Under the Galactic Telescope 2021-06-21
Accessing Data from the Cold Universe
The Atacama Pathfinder Experiment (APEX), a collaboration between Max Planck Institute for Radio Astronomy, Onsala Space, and the European Organisation for Astronomical Research, is a radio telescope situated over 5,000 meters above sea level in northern Chile’s Atacama Desert. The location of the astronomical observatory is both remote and rugged; the desert providing the perfect environment for astronomy, less so for the astronomers who analyse the findings.

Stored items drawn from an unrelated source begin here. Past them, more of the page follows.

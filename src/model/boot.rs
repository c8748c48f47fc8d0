use std::{collections::HashSet, fmt, sync::OnceLock};

use regex::Regex;
use serde::{Deserialize, Serialize};

use crate::{
    drift::{DriftReport, FieldDrift, Reconcile, Reconciler},
    model::{default_job_timeout, ResetType, ServerConnection},
    IrmcError,
};

/// https://redfish.dmtf.org/schemas/v1/ComputerSystem.v1_20_1.json
/// The boot information for this resource.
#[serde_with::skip_serializing_none]
#[derive(Debug, Serialize, Deserialize, Clone, Default)]
#[serde(rename_all = "PascalCase")]
pub struct Boot {
    pub boot_next: Option<String>,
    #[serde(default)]
    #[serde(skip_serializing_if = "<[_]>::is_empty")]
    pub boot_order: Vec<String>,
    pub boot_source_override_enabled: Option<BootSourceOverrideEnabled>,
    pub boot_source_override_target: Option<BootSourceOverrideTarget>,
    pub boot_source_override_mode: Option<BootSourceOverrideMode>,
    pub uefi_target_boot_source_override: Option<String>,
}

#[derive(Debug, Serialize, Deserialize, Clone, Copy, PartialEq, Eq)]
pub enum BootSourceOverrideEnabled {
    Once,
    Continuous,
    Disabled,
    #[serde(other)]
    InvalidValue,
}

impl fmt::Display for BootSourceOverrideEnabled {
    fn fmt(&self, f: &mut fmt::Formatter<'_>) -> fmt::Result {
        fmt::Debug::fmt(self, f)
    }
}

/// http://redfish.dmtf.org/schemas/v1/ComputerSystem.json#/definitions/BootSource
#[derive(Debug, Serialize, Deserialize, Clone, Copy, PartialEq, Eq)]
pub enum BootSourceOverrideTarget {
    None,
    Pxe,
    Floppy,
    Cd,
    Usb,
    Hdd,
    BiosSetup,
    Utilities,
    Diags,
    UefiShell,
    UefiTarget,
    SDCard,
    UefiHttp,
    RemoteDrive,
    #[serde(other)]
    InvalidValue,
}

impl fmt::Display for BootSourceOverrideTarget {
    fn fmt(&self, f: &mut fmt::Formatter<'_>) -> fmt::Result {
        fmt::Debug::fmt(self, f)
    }
}

#[derive(Debug, Serialize, Deserialize, Clone, Copy, PartialEq, Eq)]
#[allow(clippy::upper_case_acronyms)]
pub enum BootSourceOverrideMode {
    UEFI,
    Legacy,
    #[serde(other)]
    InvalidValue,
}

impl fmt::Display for BootSourceOverrideMode {
    fn fmt(&self, f: &mut fmt::Formatter<'_>) -> fmt::Result {
        fmt::Debug::fmt(self, f)
    }
}

// UEFI boot option references, Boot0000 to BootFFFF
fn boot_reference_pattern() -> &'static Regex {
    static RE: OnceLock<Regex> = OnceLock::new();
    RE.get_or_init(|| Regex::new(r"(?i)^boot[0-9a-f]{4}$").unwrap())
}

/// Persistent boot order of a system. Applied on the next reset.
#[serde_with::skip_serializing_none]
#[derive(Debug, Serialize, Deserialize, Clone)]
pub struct BootOrderConfig {
    pub id: Option<String>,
    pub server: ServerConnection,
    /// Leading entries of the boot order, most preferred first. Entries not
    /// listed keep their relative order behind these.
    pub boot_order: Vec<String>,
    #[serde(default)]
    pub system_reset_type: ResetType,
    #[serde(default = "default_job_timeout")]
    pub job_timeout: u64,
}

impl BootOrderConfig {
    pub fn validate(&self) -> Result<(), IrmcError> {
        self.server.validate()?;
        if self.boot_order.is_empty() {
            return Err(IrmcError::invalid_value("boot_order", "must not be empty"));
        }
        let mut seen = HashSet::new();
        for entry in &self.boot_order {
            if !boot_reference_pattern().is_match(entry) {
                return Err(IrmcError::invalid_value(
                    "boot_order",
                    format!("{entry} is not a boot option reference like Boot0001"),
                ));
            }
            if !seen.insert(entry.to_ascii_uppercase()) {
                return Err(IrmcError::invalid_value(
                    "boot_order",
                    format!("{entry} is listed twice"),
                ));
            }
        }
        if self.job_timeout == 0 {
            return Err(IrmcError::invalid_value("job_timeout", "must be positive"));
        }
        Ok(())
    }
}

impl Reconcile for BootOrderConfig {
    type Observed = Boot;

    fn reconcile(
        &self,
        observed: &Boot,
        _reconciler: &Reconciler,
    ) -> Result<DriftReport, IrmcError> {
        self.validate()?;
        let mut report = DriftReport::new("boot order");
        let matches = observed.boot_order.len() >= self.boot_order.len()
            && self
                .boot_order
                .iter()
                .zip(&observed.boot_order)
                .all(|(d, o)| d.eq_ignore_ascii_case(o));
        if !matches {
            report.push(FieldDrift {
                field: "boot_order".to_string(),
                desired: self.boot_order.join(","),
                observed: Some(observed.boot_order.join(",")),
                detail: Some("observed order does not start with the desired entries".to_string()),
            });
        }
        Ok(report)
    }
}

/// One-time or continuous override of the boot device.
#[serde_with::skip_serializing_none]
#[derive(Debug, Serialize, Deserialize, Clone)]
pub struct BootSourceOverrideConfig {
    pub id: Option<String>,
    pub server: ServerConnection,
    pub boot_source_override_target: BootSourceOverrideTarget,
    pub boot_source_override_enabled: BootSourceOverrideEnabled,
    pub boot_source_override_mode: Option<BootSourceOverrideMode>,
    #[serde(default)]
    pub system_reset_type: ResetType,
    #[serde(default = "default_job_timeout")]
    pub job_timeout: u64,
}

impl BootSourceOverrideConfig {
    pub fn validate(&self) -> Result<(), IrmcError> {
        self.server.validate()?;
        if self.boot_source_override_target == BootSourceOverrideTarget::InvalidValue {
            return Err(IrmcError::invalid_value(
                "boot_source_override_target",
                "unknown boot source",
            ));
        }
        if self.boot_source_override_enabled == BootSourceOverrideEnabled::InvalidValue {
            return Err(IrmcError::invalid_value(
                "boot_source_override_enabled",
                "must be Once, Continuous or Disabled",
            ));
        }
        if self.boot_source_override_mode == Some(BootSourceOverrideMode::InvalidValue) {
            return Err(IrmcError::invalid_value(
                "boot_source_override_mode",
                "must be UEFI or Legacy",
            ));
        }
        if self.job_timeout == 0 {
            return Err(IrmcError::invalid_value("job_timeout", "must be positive"));
        }
        Ok(())
    }
}

impl Reconcile for BootSourceOverrideConfig {
    type Observed = Boot;

    fn reconcile(
        &self,
        observed: &Boot,
        reconciler: &Reconciler,
    ) -> Result<DriftReport, IrmcError> {
        self.validate()?;
        let mut report = DriftReport::new("boot source override");
        reconciler.compare_exact(
            &mut report,
            "boot_source_override_target",
            Some(&self.boot_source_override_target),
            observed.boot_source_override_target.as_ref(),
        );
        reconciler.compare_exact(
            &mut report,
            "boot_source_override_enabled",
            Some(&self.boot_source_override_enabled),
            observed.boot_source_override_enabled.as_ref(),
        );
        reconciler.compare_exact(
            &mut report,
            "boot_source_override_mode",
            self.boot_source_override_mode.as_ref(),
            observed.boot_source_override_mode.as_ref(),
        );
        Ok(report)
    }
}

#[cfg(test)]
mod test {
    use super::*;
    use crate::model::server::test_server;

    fn observed() -> Boot {
        serde_json::from_str(include_str!("testdata/boot.json")).unwrap()
    }

    fn boot_order(entries: &[&str]) -> BootOrderConfig {
        BootOrderConfig {
            id: None,
            server: test_server(),
            boot_order: entries.iter().map(|e| e.to_string()).collect(),
            system_reset_type: ResetType::default(),
            job_timeout: 600,
        }
    }

    #[test]
    fn test_boot_parser() {
        let boot = observed();
        assert_eq!(boot.boot_order, vec!["Boot0003", "Boot0001", "Boot0002"]);
        assert_eq!(
            boot.boot_source_override_target,
            Some(BootSourceOverrideTarget::Pxe)
        );
        assert_eq!(
            boot.boot_source_override_mode,
            Some(BootSourceOverrideMode::UEFI)
        );
    }

    #[test]
    fn test_unknown_target_is_invalid_value() {
        let boot: Boot =
            serde_json::from_str(r#"{"BootSourceOverrideTarget": "Tape"}"#).unwrap();
        assert_eq!(
            boot.boot_source_override_target,
            Some(BootSourceOverrideTarget::InvalidValue)
        );
    }

    #[test]
    fn test_boot_order_prefix() {
        let r = Reconciler::default();
        let report = boot_order(&["Boot0003", "boot0001"]).reconcile(&observed(), &r).unwrap();
        assert!(report.is_in_sync());
        let report = boot_order(&["Boot0001"]).reconcile(&observed(), &r).unwrap();
        assert_eq!(report.drifted_fields(), vec!["boot_order"]);
        assert_eq!(report.drifts[0].observed.as_deref(), Some("Boot0003,Boot0001,Boot0002"));
    }

    #[test]
    fn test_boot_order_validation() {
        assert!(boot_order(&[]).validate().is_err());
        assert!(boot_order(&["Pxe"]).validate().is_err());
        assert!(boot_order(&["Boot000A", "boot000a"]).validate().is_err());
        assert!(boot_order(&["Boot000A", "Boot0001"]).validate().is_ok());
    }

    #[test]
    fn test_boot_source_override() {
        let config = BootSourceOverrideConfig {
            id: None,
            server: test_server(),
            boot_source_override_target: BootSourceOverrideTarget::Pxe,
            boot_source_override_enabled: BootSourceOverrideEnabled::Continuous,
            boot_source_override_mode: Some(BootSourceOverrideMode::UEFI),
            system_reset_type: ResetType::GracefulRestart,
            job_timeout: 600,
        };
        let report = config.reconcile(&observed(), &Reconciler::default()).unwrap();
        assert_eq!(report.drifted_fields(), vec!["boot_source_override_enabled"]);
        assert_eq!(report.drifts[0].desired, "Continuous");
        assert_eq!(report.drifts[0].observed.as_deref(), Some("Once"));
    }

    #[test]
    fn test_boot_source_override_zero_timeout() {
        let mut config = BootSourceOverrideConfig {
            id: None,
            server: test_server(),
            boot_source_override_target: BootSourceOverrideTarget::Hdd,
            boot_source_override_enabled: BootSourceOverrideEnabled::Once,
            boot_source_override_mode: None,
            system_reset_type: ResetType::ForceRestart,
            job_timeout: 0,
        };
        match config.validate() {
            Err(IrmcError::InvalidValue { field, .. }) => assert_eq!(field, "job_timeout"),
            other => panic!("expected InvalidValue, got {other:?}"),
        }
        config.job_timeout = 1;
        assert!(config.validate().is_ok());
    }
}
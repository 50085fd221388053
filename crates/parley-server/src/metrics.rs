//! Metrics collection and export for Parley.
//!
//! Uses the `metrics` crate for instrumentation and exports
//! to Prometheus format.

use metrics::{counter, gauge, histogram};
use metrics_exporter_prometheus::PrometheusBuilder;
use parley_core::HubStats;
use std::net::SocketAddr;
use tracing::info;

/// Metric names.
pub mod names {
    pub const CONNECTIONS_TOTAL: &str = "parley_connections_total";
    pub const CONNECTIONS_ACTIVE: &str = "parley_connections_active";
    pub const CONNECTIONS_REJECTED: &str = "parley_connections_rejected_total";
    pub const FRAMES_TOTAL: &str = "parley_frames_total";
    pub const FRAMES_BYTES: &str = "parley_frames_bytes";
    pub const FRAMES_DROPPED: &str = "parley_frames_dropped_total";
    pub const ROOMS_ACTIVE: &str = "parley_rooms_active";
    pub const USERS_ONLINE: &str = "parley_users_online";
    pub const LATENCY_SECONDS: &str = "parley_latency_seconds";
    pub const ERRORS_TOTAL: &str = "parley_errors_total";
}

/// Initialize the metrics system.
pub fn init_metrics() {
    metrics::describe_counter!(
        names::CONNECTIONS_TOTAL,
        "Total number of connections since server start"
    );
    metrics::describe_gauge!(
        names::CONNECTIONS_ACTIVE,
        "Current number of active connections"
    );
    metrics::describe_counter!(
        names::CONNECTIONS_REJECTED,
        "Upgrades refused because the connection limit was reached"
    );
    metrics::describe_counter!(names::FRAMES_TOTAL, "Total number of frames processed");
    metrics::describe_counter!(names::FRAMES_BYTES, "Total bytes of frames processed");
    metrics::describe_counter!(
        names::FRAMES_DROPPED,
        "Inbound frames dropped as oversized, malformed or rejected"
    );
    metrics::describe_gauge!(names::ROOMS_ACTIVE, "Current number of rooms");
    metrics::describe_gauge!(names::USERS_ONLINE, "Current number of identified users");
    metrics::describe_histogram!(
        names::LATENCY_SECONDS,
        "Inbound frame handling latency in seconds"
    );
    metrics::describe_counter!(names::ERRORS_TOTAL, "Total number of errors");

    info!("Metrics initialized");
}

/// Start the Prometheus metrics server.
///
/// # Errors
///
/// Returns an error if the server cannot be started.
pub fn start_metrics_server(port: u16) -> Result<(), Box<dyn std::error::Error>> {
    let addr: SocketAddr = format!("0.0.0.0:{}", port).parse()?;

    PrometheusBuilder::new()
        .with_http_listener(addr)
        .install()?;

    info!("Metrics server listening on {}", addr);
    Ok(())
}

/// Record a new connection.
pub fn record_connection() {
    counter!(names::CONNECTIONS_TOTAL).increment(1);
    gauge!(names::CONNECTIONS_ACTIVE).increment(1.0);
}

/// Record a disconnection.
pub fn record_disconnection() {
    gauge!(names::CONNECTIONS_ACTIVE).decrement(1.0);
}

/// Record an upgrade refused at the connection limit.
pub fn record_rejected() {
    counter!(names::CONNECTIONS_REJECTED).increment(1);
}

/// Record a frame.
pub fn record_frame(bytes: usize, direction: &'static str) {
    counter!(names::FRAMES_TOTAL, "direction" => direction).increment(1);
    counter!(names::FRAMES_BYTES, "direction" => direction).increment(bytes as u64);
}

/// Record a dropped inbound frame.
pub fn record_dropped(reason: &'static str) {
    counter!(names::FRAMES_DROPPED, "reason" => reason).increment(1);
}

/// Record frame handling latency.
pub fn record_latency(seconds: f64) {
    histogram!(names::LATENCY_SECONDS).record(seconds);
}

/// Update the room and user gauges.
pub fn set_hub_gauges(stats: &HubStats) {
    gauge!(names::ROOMS_ACTIVE).set(stats.room_count as f64);
    gauge!(names::USERS_ONLINE).set(stats.online_users as f64);
}

/// Record an error.
pub fn record_error(error_type: &'static str) {
    counter!(names::ERRORS_TOTAL, "type" => error_type).increment(1);
}

/// Metrics guard that records disconnection on drop.
pub struct ConnectionMetricsGuard;

impl ConnectionMetricsGuard {
    /// Create a new metrics guard, recording a connection.
    #[must_use]
    pub fn new() -> Self {
        record_connection();
        Self
    }
}

impl Default for ConnectionMetricsGuard {
    fn default() -> Self {
        Self::new()
    }
}

impl Drop for ConnectionMetricsGuard {
    fn drop(&mut self) {
        record_disconnection();
    }
}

The APEX telescope is designed to work at sub-millimetre wavelengths (at the range between infrared light and radio waves.) This window into our Milky Way and the cold dust and gas beyond aids the study of the formation of stars, planets, and even the distant galaxies in the early Universe. APEX has provided unprecedented access to the ‘cold universe’ with high precision, sensitivity and image quality never before achieved.
As water vapour absorbs submillimetre radiation, the optimum observing site is dry with stable weather, and is a significant distance from urban population centres. The high-altitude location and extremely arid conditions of the ‘Llano de Chajnantor’ plateau where APEX is situated, whilst inhospitable for humans, provides the perfect environment for millimetre, submillimetre, and mid-infrared astronomy. As APEX and its instrumentation are at the service of researchers around the world; each component and device onboard must also be versatile enough to withstand the harsh environment.
With no engineering support on site, industrial Ethernet to Serial modules afford a reliable Serial data connection, whilst allowing the receivers (FLASH+ and CHAMP+) full remote operation. FLASH+ (First Light APEX Submillimetre Heterodyne instrument) a dual-frequency receiver, allows APEX to operate at both the highest frequency at which routine operations can be performed, and the lower frequency channel essential for pointing and focusing. CHAMP+ (Carbon Heterodyne Array of Max Planck) a novel mapping device was designed to improve system stability, and to add remote capabilities for both diagnostics and maintenance. The sensitivity of CHAMP+ offers access to a wide variety of astronomical targets that were previously difficult, if not impossible, to investigate. Both receivers utilise Brainboxes Industrial Ethernet to Serial modules, chosen for their high reliability even in the harshest conditions.
Brainboxes solutions are reliable, well machined and can be neatly integrated into custom rack modules. As almost every component in the system features a Serial interface, Brainboxes devices were the natural choice as they create a highly reliable interface to the host computerMirek Ciechanowicz,
Max Planck Institute of Radioastronomy
It’s not only for the scientists across the globe gathering data from the Llano de Chajnantor that serial data connections can deliver the reliability necessary for remote monitoring.
Often in locations where access is difficult, radio masts are used for vital services such as telecommunications, broadcasting and the emergency services. Traditionally requiring the engineer to be on site to collect data or discover a fault, Brainboxes Ethernet to Serial devices enable test equipment on the mast to connect to a network via the Ethernet port. This allows the functionality of the mast to be monitored in real-time from a central office, making maintenance more efficient and cost effective.
Even on the factory floor with its extreme temperatures, high levels of noise and dangerous machines, engineers need to be able to access and maintain equipment safely and without downtime. Serial connections ensure the fast and secure transmission of data, whilst Brainboxes Ethernet to Serial modules allow you to connect across your network to remote devices just as if they were attached side by side.
Whether on the submillimetre radiation of the cold universe, or the manufacturing processes of the production line, Ethernet to Serial modules allow you to access your data remotely from anywhere on earth.